Les négociations se sont passées en coulisses

Les backstages d’un défilé de mode

Assister à un concert en backstage

Les négociations se sont passées backstage

 

Task force

Le 7 juillet 2017

Néologismes & anglicismes

Du latin médiéval tasca, qui désignait une redevance due au propriétaire pour des champs obtenus par la mise en valeur de terres vierges, sont issus le français tâche et l’anglais task. Comme ils ont la même origine, il n’est guère étonnant qu’ils aient le même sens, task signifiant en effet « besogne, tâche, devoir, travail ». Ce nom entre dans de nombreuses locutions, dont task force. Dans le monde militaire, cette locution désigne un corps expéditionnaire ; en dehors de cet emploi, task force est l’équivalent de « force opérationnelle, groupe de travail », ou « commission ». Il est donc loisible de penser que l’emploi de cet anglicisme est inutile et c’est donc les formes françaises en usage que l’on recommandera.

Dirigeance pour Direction

Le 1 juin 2017

Néologismes & anglicismes

Le nom dirigeance est un néologisme qui ressortit à la sociologie du travail. Il désigne ce qui touche à la direction d’une organisation, en particulier d’une entreprise.
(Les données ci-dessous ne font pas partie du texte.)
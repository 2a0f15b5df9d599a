use std::path::PathBuf;

use amlich_rs::{
    ALL_ELEMENTS, Calendar, CalendarConfig, CivilDate, DayInfo, Element, LunarDate, SolarTermEvent,
    element_compatibility, new_moon_time, solar_term_crossing, winter_solstice,
};
use clap::{Parser, Subcommand};
use tracing::info;
use tracing_subscriber::EnvFilter;

#[derive(Parser)]
#[command(name = "amlich", about = "Vietnamese lunisolar calendar (âm lịch) CLI")]
struct Cli {
    /// TOML config file
    #[arg(long, global = true)]
    config: Option<PathBuf>,
    /// UTC offset in hours (overrides the config; default 7)
    #[arg(long, global = true, allow_hyphen_values = true)]
    tz: Option<f64>,
    #[command(subcommand)]
    command: Commands,
}

#[derive(Subcommand)]
enum Commands {
    /// Lunar date of a civil date
    Convert {
        /// Civil date (YYYY-MM-DD)
        #[arg(long)]
        date: String,
        /// Local time (hh:mm), default noon
        #[arg(long)]
        time: Option<String>,
    },
    /// Civil date of a lunar date
    ToSolar {
        /// Lunar year
        #[arg(long)]
        year: i32,
        /// Lunar month (1-12)
        #[arg(long)]
        month: u8,
        /// Lunar day (1-30)
        #[arg(long)]
        day: u8,
        /// The leap repetition of the month
        #[arg(long)]
        leap: bool,
    },
    /// Lunar date, Can Chi, solar term, mansion and moon phase of a day
    Day {
        /// Civil date (YYYY-MM-DD or YYYY-MM-DDThh:mm)
        #[arg(long)]
        date: String,
    },
    /// One line per day for consecutive days
    Scan {
        /// First civil date (YYYY-MM-DD)
        #[arg(long)]
        date: String,
        /// Number of days
        #[arg(long, default_value = "30")]
        days: u32,
    },
    /// Winter solstice of a year
    Solstice {
        #[arg(long)]
        year: i32,
    },
    /// Crossing of a solar term in a year
    Term {
        #[arg(long)]
        year: i32,
        /// Term index (0 = Xuân phân at 0 deg, 18 = Đông chí at 270 deg)
        #[arg(long)]
        index: u8,
    },
    /// New Moon of a lunation index (0 = January 2000)
    NewMoon {
        #[arg(long, allow_hyphen_values = true)]
        k: i64,
    },
    /// Relation between two elements (Kim, Mộc, Thủy, Hỏa, Thổ or English)
    Compat { a: String, b: String },
}

fn build_calendar(config: Option<&PathBuf>, tz: Option<f64>) -> Calendar {
    let mut cfg = match config {
        Some(path) => CalendarConfig::load(path).unwrap_or_else(|e| {
            eprintln!("Failed to load config: {e}");
            std::process::exit(1);
        }),
        None => CalendarConfig::default(),
    };
    if let Some(tz) = tz {
        cfg.timezone_offset_hours = tz;
    }
    info!(?cfg, "calendar config");
    Calendar::new(cfg).unwrap_or_else(|e| {
        eprintln!("{e}");
        std::process::exit(1);
    })
}

fn parse_date(s: &str) -> CivilDate {
    s.parse().unwrap_or_else(|e| {
        eprintln!("{e}");
        std::process::exit(1);
    })
}

fn parse_element(s: &str) -> Element {
    let lower = s.to_lowercase();
    ALL_ELEMENTS
        .into_iter()
        .find(|e| {
            e.name().to_lowercase() == lower || format!("{e:?}").to_lowercase() == lower
        })
        .unwrap_or_else(|| {
            eprintln!("Invalid element: {s}");
            eprintln!("Valid: Kim, Mộc, Thủy, Hỏa, Thổ (or Metal, Wood, Water, Fire, Earth)");
            std::process::exit(1);
        })
}

fn print_event(label: &str, ev: &SolarTermEvent, tz: f64) {
    let local = CivilDate::from_julian_day(ev.jd, tz);
    println!("{label}: {local} (UTC{tz:+}), JD {:.5} UT", ev.jd);
    println!(
        "  {} at {:.0} deg{}",
        ev.term.name(),
        ev.term.longitude_deg(),
        if ev.approximate { " (approximate)" } else { "" }
    );
}

fn print_day(info: &DayInfo) {
    let lunar = &info.lunar;
    let cc = &info.sexagenary;
    println!("Civil:         {}", info.civil);
    println!(
        "Lunar:         {} ({} days in month{})",
        lunar.date,
        lunar.month_length,
        if lunar.low_confidence { ", low confidence" } else { "" }
    );
    println!("Year:          {} ({})", cc.year, cc.zodiac.name());
    println!(
        "Nạp Âm:        {} ({})",
        cc.year_na_am.name(),
        cc.year_na_am.element().name()
    );
    println!("Month:         {}", cc.month);
    println!("Day:           {}", cc.day);
    println!("Hour:          {}", cc.hour);
    println!("Solar term:    {}", info.solar_term.name());
    println!(
        "Mansion:       {} ({})",
        info.constellation.name(),
        if info.constellation.is_auspicious() { "auspicious" } else { "inauspicious" }
    );
    println!("Moon:          {}", info.moon_phase.name());
}

fn main() {
    tracing_subscriber::fmt()
        .with_env_filter(
            EnvFilter::try_from_default_env().unwrap_or_else(|_| EnvFilter::new("warn")),
        )
        .with_writer(std::io::stderr)
        .init();

    let cli = Cli::parse();
    let calendar = build_calendar(cli.config.as_ref(), cli.tz);
    let tz = calendar.config().timezone_offset_hours;

    match cli.command {
        Commands::Convert { date, time } => {
            let text = match time {
                Some(t) => format!("{date}T{t}"),
                None => date,
            };
            let civil = parse_date(&text);
            match calendar.convert_date(&civil) {
                Ok(info) => {
                    println!("{civil} -> {}", info.date);
                    println!(
                        "  month starts day {} ({} days), JD {:.5} UT",
                        info.month_start, info.month_length, info.julian_day
                    );
                    if info.low_confidence {
                        println!("  outside the confident year range");
                    }
                }
                Err(e) => {
                    eprintln!("{e}");
                    std::process::exit(1);
                }
            }
        }

        Commands::ToSolar {
            year,
            month,
            day,
            leap,
        } => {
            let lunar = LunarDate::new(year, month, day, leap);
            match calendar.to_solar(&lunar) {
                Ok(civil) => println!(
                    "{lunar} -> {:04}-{:02}-{:02}",
                    civil.year, civil.month, civil.day
                ),
                Err(e) => {
                    eprintln!("{e}");
                    std::process::exit(1);
                }
            }
        }

        Commands::Day { date } => match calendar.day_info(&parse_date(&date)) {
            Ok(info) => print_day(&info),
            Err(e) => {
                eprintln!("{e}");
                std::process::exit(1);
            }
        },

        Commands::Scan { date, days } => {
            for result in calendar.scan(&parse_date(&date), days) {
                match result {
                    Ok(info) => println!(
                        "{:04}-{:02}-{:02}  {:>10}  {:<12} {:<12} {}",
                        info.civil.year,
                        info.civil.month,
                        info.civil.day,
                        info.lunar.date.to_string(),
                        info.sexagenary.day.to_string(),
                        info.solar_term.name(),
                        info.constellation.name()
                    ),
                    Err(e) => {
                        eprintln!("{e}");
                        std::process::exit(1);
                    }
                }
            }
        }

        Commands::Solstice { year } => {
            print_event("Winter solstice", &winter_solstice(year), tz);
        }

        Commands::Term { year, index } => match solar_term_crossing(year, index) {
            Ok(ev) => print_event("Solar term", &ev, tz),
            Err(e) => {
                eprintln!("{e}");
                std::process::exit(1);
            }
        },

        Commands::NewMoon { k } => {
            let jd = new_moon_time(k);
            let local = CivilDate::from_julian_day(jd, tz);
            println!("New Moon k={k}: {local} (UTC{tz:+}), JD {jd:.5} UT");
        }

        Commands::Compat { a, b } => {
            let (a, b) = (parse_element(&a), parse_element(&b));
            let relation = element_compatibility(a, b);
            println!("{} -> {}: {}", a.name(), b.name(), relation.name());
        }
    }
}
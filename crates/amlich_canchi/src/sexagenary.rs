//! Sexagenary (Can Chi) pairs for years, months, days and hours.
//!
//! A pair combines a Heavenly Stem and an Earthly Branch of equal parity,
//! giving 60 combinations. Cycle index `n` in 0..60 has stem `n mod 10` and
//! branch `n mod 12`; conversely `n = (6·stem − 5·branch) mod 60`.

use std::fmt;

use crate::branch::{EarthlyBranch, ZodiacAnimal};
use crate::na_am::{ALL_NA_AM, NaAm};
use crate::stem::HeavenlyStem;

/// Month-1 stem index by year stem mod 5: Bính, Mậu, Canh, Nhâm, Giáp.
const MONTH_STEM_START: [i64; 5] = [2, 4, 6, 8, 0];

/// Tý-hour stem index by day stem mod 5: Giáp, Bính, Mậu, Canh, Nhâm.
const HOUR_STEM_START: [i64; 5] = [0, 2, 4, 6, 8];

/// A valid stem/branch combination.
#[derive(Debug, Clone, Copy, PartialEq, Eq, Hash)]
pub struct SexagenaryPair {
    stem: HeavenlyStem,
    branch: EarthlyBranch,
}

impl SexagenaryPair {
    /// `None` when stem and branch differ in parity (no such pair exists).
    pub const fn new(stem: HeavenlyStem, branch: EarthlyBranch) -> Option<Self> {
        if stem.index() % 2 == branch.index() % 2 {
            Some(Self { stem, branch })
        } else {
            None
        }
    }

    /// Pair at cycle index `n` in 0..60 (0 = Giáp Tý).
    pub const fn from_cycle_index(n: u8) -> Option<Self> {
        if n < 60 {
            Some(Self::from_cycle(n as i64))
        } else {
            None
        }
    }

    /// Pair at `n` modulo 60.
    pub const fn from_cycle(n: i64) -> Self {
        Self {
            stem: HeavenlyStem::from_cycle(n),
            branch: EarthlyBranch::from_cycle(n),
        }
    }

    pub const fn stem(&self) -> HeavenlyStem {
        self.stem
    }

    pub const fn branch(&self) -> EarthlyBranch {
        self.branch
    }

    /// 0-based position in the 60-cycle.
    pub const fn cycle_index(&self) -> u8 {
        let n = 6 * self.stem.index() as i32 - 5 * self.branch.index() as i32;
        n.rem_euclid(60) as u8
    }

    /// 1-based position in the 60-cycle.
    pub const fn position(&self) -> u8 {
        self.cycle_index() + 1
    }

    pub const fn na_am(&self) -> NaAm {
        ALL_NA_AM[self.cycle_index() as usize / 2]
    }
}

impl fmt::Display for SexagenaryPair {
    fn fmt(&self, f: &mut fmt::Formatter<'_>) -> fmt::Result {
        write!(f, "{} {}", self.stem.name(), self.branch.name())
    }
}

/// Can Chi of a lunar year.
pub const fn year_pair(lunar_year: i32) -> SexagenaryPair {
    SexagenaryPair::from_cycle(lunar_year as i64 - 4)
}

/// Can Chi of a lunar month (1..=12) in `lunar_year`.
///
/// Month 1 is always a Dần month. A leap month takes the pair of the month
/// it repeats.
pub const fn month_pair(lunar_year: i32, lunar_month: u8) -> Option<SexagenaryPair> {
    if lunar_month < 1 || lunar_month > 12 {
        return None;
    }
    let year_stem = year_pair(lunar_year).stem.index() as usize;
    let m = lunar_month as i64;
    Some(SexagenaryPair {
        stem: HeavenlyStem::from_cycle(MONTH_STEM_START[year_stem % 5] + m - 1),
        branch: EarthlyBranch::from_cycle(m + 1),
    })
}

/// Can Chi of the civil day with Julian Day Number `jdn`.
pub const fn day_pair(jdn: i64) -> SexagenaryPair {
    SexagenaryPair {
        stem: HeavenlyStem::from_cycle(jdn + 9),
        branch: EarthlyBranch::from_cycle(jdn + 1),
    }
}

/// Can Chi of the double-hour containing local `hour` (0..24) on a day
/// whose stem is `day_stem`.
///
/// Hour 23 belongs to the Tý double-hour but keeps the given day's stem.
pub const fn hour_pair(day_stem: HeavenlyStem, hour: u32) -> Option<SexagenaryPair> {
    if hour > 23 {
        return None;
    }
    let branch = ((hour as i64 + 1) / 2) % 12;
    Some(SexagenaryPair {
        stem: HeavenlyStem::from_cycle(HOUR_STEM_START[day_stem.index() as usize % 5] + branch),
        branch: EarthlyBranch::from_cycle(branch),
    })
}

/// Zodiac animal of a lunar year.
pub const fn zodiac_animal(lunar_year: i32) -> ZodiacAnimal {
    year_pair(lunar_year).branch.animal()
}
Il appartient donc au vocabulaire des sciences humaines, et s’il est parfaitement correct dans ce cadre, on ne doit pas en faire un synonyme vague et ampoulé de direction.

 

on dit

on ne dit pas

Assurer la direction d’une entreprise

Se voir confier la direction des opérations

Assurer la dirigeance d’une entreprise

Se voir confier la dirigeance des opérations

 

Impeachment, empêchement

Le 1 juin 2017

Néologismes & anglicismes

En droit constitutionnel français, l’empêchement est une interruption des fonctions du chef de l’État et, selon les termes de la Constitution de 1958, l’empêchement doit être constaté par le Conseil constitutionnel sur la demande du gouvernement. L’empêchement peut être provisoire, en cas de maladie, d’enlèvement, de disparition temporaire ou définitif en cas de trahison, de démence, de déchéance physique grave et irréversible,…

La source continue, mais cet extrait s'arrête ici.